N’est-ce pas en demander trop à ce rapport et finalement en faire trop peu ? N’est-ce pas oublier le fond de la question qui réside dans le sens de la sexualité humaine dont l’Église possède les clefs ?
On attendrait aujourd’hui de nos pasteurs qu’ils prennent à bras le corps le trésor dont dispose l’Eglise sur les questions de sexualité depuis que saint Jean-Paul II a donné son enseignement mémorable sur la théologie du corps. C’est là que réside le vrai remède au drame des abus : dire haut et fort, enseigner à temps et contretemps, que la sexualité humaine est ordonnée à exprimer le don de soi, dans le mariage comme dans le célibat consacré. Or sur ce point, on ne perçoit qu’un silence terrible, honteux et pitoyable.
Quand enseignera-t-on la théologie du corps dans tous les séminaires ? Quand la proposera-t-on vraiment dans la pastorale du mariage et des vocations ? Quand entendra-t-on des prêtres oser prononcer dans leurs prêches le mot « sexualité » sans en rougir de confusion ? Quand nos évêques diront-ils d’une seule voix que l’Église possède les clefs d’intelligence de la sexualité et que son seul tort est de ne pas en avoir parlé assez tôt, alors que la prétendue « libération sexuelle » divulguait ses mensonges et ses illusions ?

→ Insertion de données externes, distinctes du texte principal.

//! Number and text formatting for display copy

const CRORE: f64 = 10_000_000.0;
const LAKH: f64 = 100_000.0;
const THOUSAND: f64 = 1_000.0;

/// Compact Indian-style number: crores, lakhs, thousands
///
/// # Examples
/// ```ignore
/// format_number(21000000) // -> "2.1Cr"
/// format_number(250000)   // -> "2.5L"
/// format_number(999)      // -> "999"
/// ```
pub fn format_number(n: u64) -> String {
    let value = n as f64;
    if value >= CRORE {
        format!("{:.1}Cr", value / CRORE)
    } else if value >= LAKH {
        format!("{:.1}L", value / LAKH)
    } else if value >= THOUSAND {
        format!("{:.1}K", value / THOUSAND)
    } else {
        n.to_string()
    }
}

/// Rupee amount with Indian digit grouping (`₹15,00,000`)
pub fn format_currency(amount: u64) -> String {
    let digits = amount.to_string();
    if digits.len() <= 3 {
        return format!("₹{}", digits);
    }

    let (head, last3) = digits.split_at(digits.len() - 3);
    let mut groups: Vec<&str> = Vec::new();
    let mut rest = head;
    while rest.len() > 2 {
        let (h, t) = rest.split_at(rest.len() - 2);
        groups.push(t);
        rest = h;
    }
    if !rest.is_empty() {
        groups.push(rest);
    }
    groups.reverse();

    format!("₹{},{}", groups.join(","), last3)
}

/// URL-safe lowercase slug
///
/// # Examples
/// ```ignore
/// slugify("Hello World!") // -> "hello-world"
/// ```
pub fn slugify(s: &str) -> String {
    slug::slugify(s)
}

/// Truncate a string to a number of characters, appending an omission marker
pub fn truncate(s: &str, length: usize, omission: Option<&str>) -> String {
    let omission = omission.unwrap_or("...");

    if s.chars().count() <= length {
        s.to_string()
    } else {
        let truncated: String = s
            .chars()
            .take(length.saturating_sub(omission.chars().count()))
            .collect();
        format!("{}{}", truncated.trim_end(), omission)
    }
}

Peut-on sérieusement appeler des jeunes au célibat sacerdotal qui est une richesse de l’Église latine – un « don » a dit récemment le pape François – sans leur montrer la grandeur et la beauté de l’offrande de leur sexualité pour leur permettre de la vivre en vérité ? Peut-on imaginer un seul instant qu’à ne pas s’attaquer aux causes profondes des abus – la méconnaissance du sens de la sexualité – on parviendra à juguler le phénomène ? Il y faut simplement du courage et de l’audace.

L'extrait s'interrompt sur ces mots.